[[ SUPPLIED MATERIAL open ]]

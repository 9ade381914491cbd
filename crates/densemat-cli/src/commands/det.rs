//! `densemat det`: determinant of a square matrix literal.

use crate::error::Result;
use crate::literal::{self, Literal};
use crate::output;
use densemat::linalg::determinant;
use serde_json::json;

pub(crate) fn run(matrix: &str, json: bool) -> Result<()> {
    let lit = literal::parse(matrix)?;
    let det = match &lit {
        Literal::Int(m) => determinant(m)?,
        Literal::Float(m) => determinant(m)?,
    };

    if json {
        let (n, _) = lit.shape();
        return output::print_json(&json!({ "n": n, "determinant": det }));
    }
    println!("{det}");
    Ok(())
}
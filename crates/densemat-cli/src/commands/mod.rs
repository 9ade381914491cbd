//! Subcommand implementations.

pub(crate) mod det;
pub(crate) mod invert;
pub(crate) mod multiply;
pub(crate) mod normalize;
pub(crate) mod train_xor;
pub(crate) mod transpose;
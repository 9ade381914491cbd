//! Convenience re-exports for common usage.
//!
//! # Usage
//!
//! ```
//! use densemat::prelude::*;
//! ```

pub use crate::data::{CsvReader, StockData, StockRecord};
pub use crate::error::{DenseMatError, Result};
pub use crate::linalg::{determinant, invert, IDENTITY_TOLERANCE, SINGULAR_EPSILON};
pub use crate::nn::{SingleLayerNetwork, TrainerConfig};
pub use crate::preprocessing::{MinMaxScaler, StandardScaler};
pub use crate::primitives::{Element, FloatMatrix, IntMatrix, Matrix};
pub use crate::traits::Transformer;
//! Output formatting utilities

use colored::Colorize;
use densemat::primitives::{Element, Matrix};
use serde_json::{json, Value};

/// Print a section header
pub(crate) fn section(title: &str) {
    println!("\n{}", format!("=== {title} ===").cyan().bold());
}

/// Print a key-value pair
pub(crate) fn kv(key: &str, value: impl std::fmt::Display) {
    println!("  {}: {}", key.white().bold(), value);
}

/// Print a success message
pub(crate) fn success(msg: &str) {
    println!("{} {}", "[PASS]".green().bold(), msg);
}

/// Print a warning message
pub(crate) fn warning(msg: &str) {
    println!("{} {}", "[WARN]".yellow().bold(), msg);
}

/// Print a failure message
pub(crate) fn fail(msg: &str) {
    println!("{} {}", "[FAIL]".red().bold(), msg);
}

/// Print an error message
pub(crate) fn error(msg: &str) {
    eprintln!("{} {}", "[ERROR]".red().bold(), msg);
}

/// Print a matrix using its aligned `Display` form
pub(crate) fn matrix<T: Element>(m: &Matrix<T>) {
    print!("{m}");
}

/// Matrix as `{"rows", "cols", "data": [[..], ..]}`
pub(crate) fn matrix_json<T: Element + serde::Serialize>(m: &Matrix<T>) -> Value {
    let (rows, cols) = m.shape();
    let data: Vec<&[T]> = (0..rows).map(|i| m.row(i)).collect();
    json!({ "rows": rows, "cols": cols, "data": data })
}

/// Pretty-print a JSON value to stdout
pub(crate) fn print_json(value: &Value) -> crate::error::Result<()> {
    println!("{}", serde_json::to_string_pretty(value)?);
    Ok(())
}
//! Matrix literals on the command line: `"1,2;3,4"`.
//!
//! Rows are separated by `;`, values by `,`. Whitespace around values is
//! ignored. A literal whose values all parse as integers stays in the
//! integer domain; anything else is read as floating point.

use crate::error::{CliError, Result};
use densemat::primitives::Matrix;

/// A parsed literal in its natural domain.
#[derive(Debug, Clone, PartialEq)]
pub(crate) enum Literal {
    Int(Matrix<i64>),
    Float(Matrix<f64>),
}

impl Literal {
    pub(crate) fn shape(&self) -> (usize, usize) {
        match self {
            Literal::Int(m) => m.shape(),
            Literal::Float(m) => m.shape(),
        }
    }

    pub(crate) fn to_float(&self) -> Matrix<f64> {
        match self {
            Literal::Int(m) => m.to_float(),
            Literal::Float(m) => m.clone(),
        }
    }
}

fn split_rows(text: &str) -> Result<Vec<Vec<&str>>> {
    let text = text.trim().trim_end_matches(';');
    if text.is_empty() {
        return Err(CliError::InvalidLiteral("empty literal".to_string()));
    }
    let rows: Vec<Vec<&str>> = text
        .split(';')
        .map(|row| row.split(',').map(str::trim).collect())
        .collect();

    let cols = rows[0].len();
    for (i, row) in rows.iter().enumerate() {
        if row.len() != cols {
            return Err(CliError::InvalidLiteral(format!(
                "row {} has {} values, expected {cols}",
                i + 1,
                row.len()
            )));
        }
        if let Some(j) = row.iter().position(|v| v.is_empty()) {
            return Err(CliError::InvalidLiteral(format!(
                "empty value at row {}, column {}",
                i + 1,
                j + 1
            )));
        }
    }
    Ok(rows)
}

fn build<T: densemat::primitives::Element>(
    rows: usize,
    cols: usize,
    data: Vec<T>,
) -> Result<Matrix<T>> {
    Matrix::from_vec(rows, cols, data).map_err(|e| CliError::InvalidLiteral(e.to_string()))
}

/// Parses a literal, keeping integers in the integer domain.
pub(crate) fn parse(text: &str) -> Result<Literal> {
    let rows = split_rows(text)?;
    let (n_rows, n_cols) = (rows.len(), rows[0].len());
    let cells = || rows.iter().flatten().copied();

    if let Ok(ints) = cells().map(str::parse::<i64>).collect::<std::result::Result<Vec<_>, _>>() {
        return Ok(Literal::Int(build(n_rows, n_cols, ints)?));
    }

    let floats = cells()
        .map(|v| {
            v.parse::<f64>()
                .ok()
                .filter(|f| f.is_finite())
                .ok_or_else(|| CliError::InvalidLiteral(format!("not a number: {v:?}")))
        })
        .collect::<Result<Vec<_>>>()?;
    Ok(Literal::Float(build(n_rows, n_cols, floats)?))
}
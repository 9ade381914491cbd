//! Dense matrix type for integer and floating-point data.

use super::element::{Accumulator, Element, IntegerElement};
use crate::error::{DenseMatError, Result};
use num_traits::Zero;
use rand::Rng;
use serde::{Deserialize, Serialize};
use std::fmt;

/// A dense 2D matrix (row-major, one contiguous allocation).
///
/// Dimensions are fixed at creation. Every combinator returns a newly owned
/// matrix; only [`Matrix::set`], [`Matrix::zero_fill`] and
/// [`Matrix::fill_random`] mutate in place.
///
/// # Examples
///
/// ```
/// use densemat::primitives::Matrix;
///
/// let m = Matrix::from_vec(2, 3, vec![1, 2, 3, 4, 5, 6]).expect("data length matches rows * cols");
/// assert_eq!(m.shape(), (2, 3));
/// assert_eq!(m.get(1, 2), 6);
/// ```
#[derive(Debug, Clone, PartialEq, Serialize, Deserialize)]
#[serde(
    try_from = "RawMatrix<T>",
    bound(deserialize = "T: Element + Deserialize<'de>")
)]
pub struct Matrix<T> {
    data: Vec<T>,
    rows: usize,
    cols: usize,
}

/// Wire form of [`Matrix`]; validated through [`Matrix::from_vec`].
#[derive(Deserialize)]
struct RawMatrix<T> {
    data: Vec<T>,
    rows: usize,
    cols: usize,
}

impl<T: Element> TryFrom<RawMatrix<T>> for Matrix<T> {
    type Error = DenseMatError;

    fn try_from(raw: RawMatrix<T>) -> Result<Self> {
        Matrix::from_vec(raw.rows, raw.cols, raw.data)
    }
}

/// Integer-domain matrix.
pub type IntMatrix = Matrix<i64>;

/// Floating-point-domain matrix.
pub type FloatMatrix = Matrix<f64>;

fn checked_len(rows: usize, cols: usize) -> Result<usize> {
    if rows == 0 || cols == 0 {
        return Err(DenseMatError::InvalidDimensions {
            rows,
            cols,
            reason: "rows and cols must be at least 1".to_string(),
        });
    }
    rows.checked_mul(cols)
        .ok_or(DenseMatError::AllocationError { rows, cols })
}

impl<T: Element> Matrix<T> {
    /// Allocates a `rows x cols` matrix filled with the domain zero.
    ///
    /// # Errors
    ///
    /// Returns `InvalidDimensions` if either dimension is zero and
    /// `AllocationError` if the storage cannot be obtained.
    pub fn try_new(rows: usize, cols: usize) -> Result<Self> {
        let len = checked_len(rows, cols)?;
        let mut data = Vec::new();
        data.try_reserve_exact(len)
            .map_err(|_| DenseMatError::AllocationError { rows, cols })?;
        data.resize(len, T::zero());
        Ok(Self { data, rows, cols })
    }

    /// Creates a matrix of zeros.
    ///
    /// # Panics
    ///
    /// Panics if either dimension is zero or the allocation fails. Use
    /// [`Matrix::try_new`] to handle those cases.
    #[must_use]
    pub fn zeros(rows: usize, cols: usize) -> Self {
        match Self::try_new(rows, cols) {
            Ok(m) => m,
            Err(e) => panic!("{e}"),
        }
    }

    /// Creates an `n x n` identity matrix.
    ///
    /// # Panics
    ///
    /// Panics if `n` is zero.
    #[must_use]
    pub fn identity(n: usize) -> Self {
        let mut m = Self::zeros(n, n);
        for i in 0..n {
            m.data[i * n + i] = T::one();
        }
        m
    }

    /// Creates a new matrix from row-major data.
    ///
    /// # Errors
    ///
    /// Returns an error if a dimension is zero or the data length doesn't
    /// match rows * cols.
    pub fn from_vec(rows: usize, cols: usize, data: Vec<T>) -> Result<Self> {
        let len = checked_len(rows, cols)?;
        if data.len() != len {
            return Err(DenseMatError::InvalidDimensions {
                rows,
                cols,
                reason: format!("data length {} must equal rows * cols", data.len()),
            });
        }
        Ok(Self { data, rows, cols })
    }

    /// Creates a matrix from a slice of rows.
    ///
    /// # Errors
    ///
    /// Returns an error if there are no rows, the rows are empty, or the
    /// rows have different lengths.
    pub fn from_rows(rows: &[Vec<T>]) -> Result<Self> {
        let cols = rows.first().map_or(0, Vec::len);
        if let Some(bad) = rows.iter().find(|r| r.len() != cols) {
            return Err(DenseMatError::InvalidDimensions {
                rows: rows.len(),
                cols,
                reason: format!("ragged row of length {}", bad.len()),
            });
        }
        let data = rows.iter().flatten().copied().collect();
        Self::from_vec(rows.len(), cols, data)
    }

    /// Returns the shape as (rows, cols).
    #[must_use]
    pub fn shape(&self) -> (usize, usize) {
        (self.rows, self.cols)
    }

    /// Returns the number of rows.
    #[must_use]
    pub fn n_rows(&self) -> usize {
        self.rows
    }

    /// Returns the number of columns.
    #[must_use]
    pub fn n_cols(&self) -> usize {
        self.cols
    }

    /// Returns true if rows == cols.
    #[must_use]
    pub fn is_square(&self) -> bool {
        self.rows == self.cols
    }

    /// Gets element at (row, col).
    ///
    /// # Panics
    ///
    /// Panics if indices are out of bounds.
    #[must_use]
    pub fn get(&self, row: usize, col: usize) -> T {
        assert!(
            row < self.rows && col < self.cols,
            "index ({row}, {col}) out of bounds for {}x{} matrix",
            self.rows,
            self.cols
        );
        self.data[row * self.cols + col]
    }

    /// Gets element at (row, col), or `None` when out of bounds.
    #[must_use]
    pub fn try_get(&self, row: usize, col: usize) -> Option<T> {
        (row < self.rows && col < self.cols).then(|| self.data[row * self.cols + col])
    }

    /// Sets element at (row, col).
    ///
    /// # Panics
    ///
    /// Panics if indices are out of bounds.
    pub fn set(&mut self, row: usize, col: usize, value: T) {
        assert!(
            row < self.rows && col < self.cols,
            "index ({row}, {col}) out of bounds for {}x{} matrix",
            self.rows,
            self.cols
        );
        self.data[row * self.cols + col] = value;
    }

    /// Returns a row as a slice.
    #[must_use]
    pub fn row(&self, row_idx: usize) -> &[T] {
        let start = row_idx * self.cols;
        &self.data[start..start + self.cols]
    }

    pub(crate) fn row_mut(&mut self, row_idx: usize) -> &mut [T] {
        let start = row_idx * self.cols;
        &mut self.data[start..start + self.cols]
    }

    pub(crate) fn swap_rows(&mut self, a: usize, b: usize) {
        if a == b {
            return;
        }
        let (lo, hi) = (a.min(b), a.max(b));
        let (head, tail) = self.data.split_at_mut(hi * self.cols);
        head[lo * self.cols..(lo + 1) * self.cols].swap_with_slice(&mut tail[..self.cols]);
    }

    /// Returns a column as an owned vector.
    #[must_use]
    pub fn column(&self, col_idx: usize) -> Vec<T> {
        (0..self.rows)
            .map(|row| self.data[row * self.cols + col_idx])
            .collect()
    }

    /// Returns the underlying data as a slice.
    #[must_use]
    pub fn as_slice(&self) -> &[T] {
        &self.data
    }

    /// Consumes the matrix and returns its row-major data.
    #[must_use]
    pub fn into_vec(self) -> Vec<T> {
        self.data
    }

    /// Sets every element to the domain zero.
    pub fn zero_fill(&mut self) {
        self.data.fill(T::zero());
    }

    /// Deep copy with the same dimensions.
    #[must_use]
    pub fn duplicate(&self) -> Self {
        self.clone()
    }

    /// Applies `f` to every element, producing a matrix of the same shape.
    #[must_use]
    pub fn map<U: Element>(&self, f: impl Fn(T) -> U) -> Matrix<U> {
        Matrix {
            data: self.data.iter().map(|&x| f(x)).collect(),
            rows: self.rows,
            cols: self.cols,
        }
    }

    /// Transposes the matrix.
    #[must_use]
    pub fn transpose(&self) -> Self {
        let mut data = vec![T::zero(); self.rows * self.cols];
        for i in 0..self.rows {
            for j in 0..self.cols {
                data[j * self.rows + i] = self.data[i * self.cols + j];
            }
        }
        Self {
            data,
            rows: self.cols,
            cols: self.rows,
        }
    }

    /// Returns the submatrix with `skip_row` and `skip_col` removed.
    ///
    /// # Errors
    ///
    /// Returns `InvalidDimensions` if the matrix has a single row or column
    /// (the minor would be empty) and `DimensionMismatch` if an index is out
    /// of range.
    pub fn minor(&self, skip_row: usize, skip_col: usize) -> Result<Self> {
        if self.rows < 2 || self.cols < 2 {
            return Err(DenseMatError::InvalidDimensions {
                rows: self.rows,
                cols: self.cols,
                reason: "minor of a single row or column is empty".to_string(),
            });
        }
        if skip_row >= self.rows || skip_col >= self.cols {
            return Err(DenseMatError::shape_mismatch(
                "minor",
                self.shape(),
                (skip_row + 1, skip_col + 1),
            ));
        }

        let mut data = Vec::with_capacity((self.rows - 1) * (self.cols - 1));
        for i in (0..self.rows).filter(|&i| i != skip_row) {
            let row = self.row(i);
            data.extend(
                row.iter()
                    .enumerate()
                    .filter(|&(j, _)| j != skip_col)
                    .map(|(_, &x)| x),
            );
        }
        Ok(Self {
            data,
            rows: self.rows - 1,
            cols: self.cols - 1,
        })
    }

    fn zip_checked(
        &self,
        other: &Self,
        operation: &'static str,
        f: impl Fn(T::Acc, T::Acc) -> Option<T::Acc>,
    ) -> Result<Self> {
        if self.shape() != other.shape() {
            return Err(DenseMatError::shape_mismatch(
                operation,
                self.shape(),
                other.shape(),
            ));
        }

        let data = self
            .data
            .iter()
            .zip(other.data.iter())
            .map(|(&a, &b)| {
                f(a.widen(), b.widen())
                    .and_then(T::narrow)
                    .ok_or(DenseMatError::Overflow { operation })
            })
            .collect::<Result<Vec<T>>>()?;

        Ok(Self {
            data,
            rows: self.rows,
            cols: self.cols,
        })
    }

    /// Adds another matrix element-wise.
    ///
    /// # Errors
    ///
    /// Returns `DimensionMismatch` if the shapes differ and `Overflow` if an
    /// integer sum leaves the element range.
    pub fn add(&self, other: &Self) -> Result<Self> {
        self.zip_checked(other, "add", Accumulator::checked_add)
    }

    /// Subtracts another matrix element-wise.
    ///
    /// # Errors
    ///
    /// Same contract as [`Matrix::add`].
    pub fn sub(&self, other: &Self) -> Result<Self> {
        self.zip_checked(other, "sub", Accumulator::checked_sub)
    }

    /// Multiplies two matrices element-wise (Hadamard product).
    ///
    /// # Errors
    ///
    /// Same contract as [`Matrix::add`].
    pub fn hadamard(&self, other: &Self) -> Result<Self> {
        self.zip_checked(other, "hadamard", Accumulator::checked_mul)
    }

    /// Multiplies each element by a scalar.
    ///
    /// Always succeeds. Integer products that leave the element range
    /// saturate at `T::MIN` or `T::MAX`.
    #[must_use]
    pub fn scalar_multiply(&self, k: T) -> Self {
        let scale = |x: T| {
            x.widen()
                .checked_mul(k.widen())
                .and_then(T::narrow)
                .unwrap_or_else(|| T::from_f64_round(x.to_f64() * k.to_f64()))
        };
        Self {
            data: self.data.iter().map(|&x| scale(x)).collect(),
            rows: self.rows,
            cols: self.cols,
        }
    }

    /// Matrix-matrix multiplication.
    ///
    /// Products are summed in the element's wide accumulator (`i64` for
    /// integers, `f64` for floats).
    ///
    /// # Errors
    ///
    /// Returns `DimensionMismatch` unless `self.cols == other.rows`, and
    /// `Overflow` if an integer sum exceeds the accumulator or the element
    /// range.
    pub fn matmul(&self, other: &Self) -> Result<Self> {
        if self.cols != other.rows {
            return Err(DenseMatError::DimensionMismatch {
                operation: "matmul",
                expected: format!("{} rows in right operand", self.cols),
                actual: format!("{}x{}", other.rows, other.cols),
            });
        }

        let overflow = DenseMatError::Overflow {
            operation: "matmul",
        };
        let mut result = Vec::with_capacity(self.rows * other.cols);
        for i in 0..self.rows {
            for j in 0..other.cols {
                let mut sum = <T::Acc as Zero>::zero();
                for k in 0..self.cols {
                    let product = self.data[i * self.cols + k]
                        .widen()
                        .checked_mul(other.data[k * other.cols + j].widen());
                    sum = match product.and_then(|p| sum.checked_add(p)) {
                        Some(s) => s,
                        None => return Err(overflow),
                    };
                }
                match T::narrow(sum) {
                    Some(v) => result.push(v),
                    None => return Err(overflow),
                }
            }
        }

        Ok(Self {
            data: result,
            rows: self.rows,
            cols: other.cols,
        })
    }

    /// Returns true if this is a square matrix within `tol` of the identity.
    #[must_use]
    pub fn is_identity(&self, tol: f64) -> bool {
        self.is_square()
            && (0..self.rows).all(|i| {
                (0..self.cols).all(|j| {
                    let expected = if i == j { 1.0 } else { 0.0 };
                    (self.get(i, j).to_f64() - expected).abs() <= tol
                })
            })
    }
}

impl<T: IntegerElement> Matrix<T> {
    /// Fills the matrix with values drawn uniformly from `[min, max]`.
    ///
    /// The random source is supplied by the caller.
    ///
    /// # Errors
    ///
    /// Returns `InvalidRange` if `min > max`.
    ///
    /// # Examples
    ///
    /// ```
    /// use densemat::primitives::Matrix;
    /// use rand::SeedableRng;
    ///
    /// let mut rng = rand::rngs::StdRng::seed_from_u64(7);
    /// let mut m = Matrix::<i64>::zeros(3, 3);
    /// m.fill_random(&mut rng, -5, 5).expect("min <= max");
    /// assert!(m.as_slice().iter().all(|&x| (-5..=5).contains(&x)));
    /// ```
    pub fn fill_random<R: Rng>(&mut self, rng: &mut R, min: T, max: T) -> Result<()> {
        if min > max {
            return Err(DenseMatError::InvalidRange {
                min: min.into(),
                max: max.into(),
            });
        }
        for x in &mut self.data {
            *x = rng.gen_range(min..=max);
        }
        Ok(())
    }
}

impl<T: Element> fmt::Display for Matrix<T> {
    fn fmt(&self, f: &mut fmt::Formatter<'_>) -> fmt::Result {
        for i in 0..self.rows {
            for (j, x) in self.row(i).iter().enumerate() {
                if j > 0 {
                    write!(f, " ")?;
                }
                x.fmt_cell(f)?;
            }
            writeln!(f)?;
        }
        Ok(())
    }
}

#[cfg(test)]
#[path = "matrix_tests.rs"]
mod tests;

#[cfg(test)]
#[path = "tests_matrix_contract.rs"]
mod tests_matrix_contract;
//! Determinant by Laplace (cofactor) expansion.

use crate::error::{DenseMatError, Result};
use crate::primitives::{Element, Matrix};
use tracing::trace;

/// Computes the determinant of a square matrix.
///
/// Expands along row 0: for each column `c`, the minor obtained by deleting
/// row 0 and column `c` is evaluated recursively and accumulated with sign
/// `+1` for even `c` and `-1` for odd `c`. All arithmetic is carried out in
/// `f64` whatever the element type.
///
/// A singular matrix has a valid determinant of `0.0`; only non-square
/// input is an error.
///
/// # Errors
///
/// Returns `NotSquare` if `rows != cols`.
///
/// # Examples
///
/// ```
/// use densemat::linalg::determinant;
/// use densemat::primitives::Matrix;
///
/// let m = Matrix::from_vec(2, 2, vec![4, 3, 2, 1]).expect("valid");
/// assert_eq!(determinant(&m).expect("square"), -2.0);
/// ```
pub fn determinant<T: Element>(m: &Matrix<T>) -> Result<f64> {
    let (rows, cols) = m.shape();
    if rows != cols {
        return Err(DenseMatError::NotSquare { rows, cols });
    }
    trace!(n = rows, domain = T::DOMAIN, "cofactor expansion");
    cofactor_expand(&m.to_float())
}

fn cofactor_expand(m: &Matrix<f64>) -> Result<f64> {
    match m.n_rows() {
        1 => Ok(m.get(0, 0)),
        2 => Ok(m.get(0, 0) * m.get(1, 1) - m.get(0, 1) * m.get(1, 0)),
        n => {
            let mut det = 0.0;
            for col in 0..n {
                let sign = if col % 2 == 0 { 1.0 } else { -1.0 };
                det += sign * m.get(0, col) * cofactor_expand(&m.minor(0, col)?)?;
            }
            Ok(det)
        }
    }
}

impl<T: Element> Matrix<T> {
    /// Determinant of this matrix. See [`determinant`].
    ///
    /// # Errors
    ///
    /// Returns `NotSquare` if `rows != cols`.
    pub fn determinant(&self) -> Result<f64> {
        determinant(self)
    }
}

#[cfg(test)]
#[path = "determinant_tests.rs"]
mod tests;
// =========================================================================
// Sigmoid activation contract
//
// References:
//   - Rumelhart, Hinton & Williams (1986) "Learning representations by
//     back-propagating errors"
// =========================================================================

use super::*;

/// SG-001: Sigmoid output is in [0, 1]
#[test]
fn contract_sg_001_output_bounded() {
    for x in [-800.0, -10.0, -1.0, 0.0, 1.0, 10.0, 800.0] {
        let y = sigmoid(x);
        assert!((0.0..=1.0).contains(&y), "sigmoid({x})={y}, expected in [0,1]");
    }
}

/// SG-002: Sigmoid(0) = 0.5
#[test]
fn contract_sg_002_zero_maps_to_half() {
    assert_eq!(sigmoid(0.0), 0.5);
}

/// SG-003: Sigmoid is monotonically increasing
#[test]
fn contract_sg_003_monotone_increasing() {
    let ys: Vec<f64> = (-50..=50).map(|i| sigmoid(f64::from(i) * 0.1)).collect();
    for w in ys.windows(2) {
        assert!(w[1] > w[0], "sigmoid not increasing: {} then {}", w[0], w[1]);
    }
}

/// SG-004: σ(-x) = 1 - σ(x)
#[test]
fn contract_sg_004_symmetry() {
    for i in -20..=20 {
        let x = f64::from(i) * 0.35;
        assert!((sigmoid(-x) - (1.0 - sigmoid(x))).abs() < 1e-15);
    }
}

/// SG-005: derivative from output matches a central difference
#[test]
fn contract_sg_005_derivative_matches_finite_difference() {
    let h = 1e-6;
    for i in -10..=10 {
        let x = f64::from(i) * 0.5;
        let numeric = (sigmoid(x + h) - sigmoid(x - h)) / (2.0 * h);
        let analytic = sigmoid_derivative(sigmoid(x));
        assert!(
            (numeric - analytic).abs() < 1e-8,
            "x={x}: numeric={numeric}, analytic={analytic}"
        );
    }
    assert_eq!(sigmoid_derivative(0.5), 0.25);
}

#[test]
fn test_sigmoid_matrix_is_elementwise() {
    let m = Matrix::from_vec(1, 3, vec![0.0, 2.0, -2.0]).expect("valid");
    let y = sigmoid_matrix(&m);
    assert_eq!(y.shape(), (1, 3));
    assert_eq!(y.get(0, 0), 0.5);
    assert!((y.get(0, 1) - 0.880_797_077_977_882_3).abs() < 1e-15);
    assert!((y.get(0, 1) + y.get(0, 2) - 1.0).abs() < 1e-15);
}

[[ SUPPLIED MATERIAL closed ]]

Where a line of the entries above holds the word "major", return that line.

/// A dense 2D matrix (row-major, one contiguous allocation).
    /// Creates a new matrix from row-major data.
    /// Consumes the matrix and returns its row-major data.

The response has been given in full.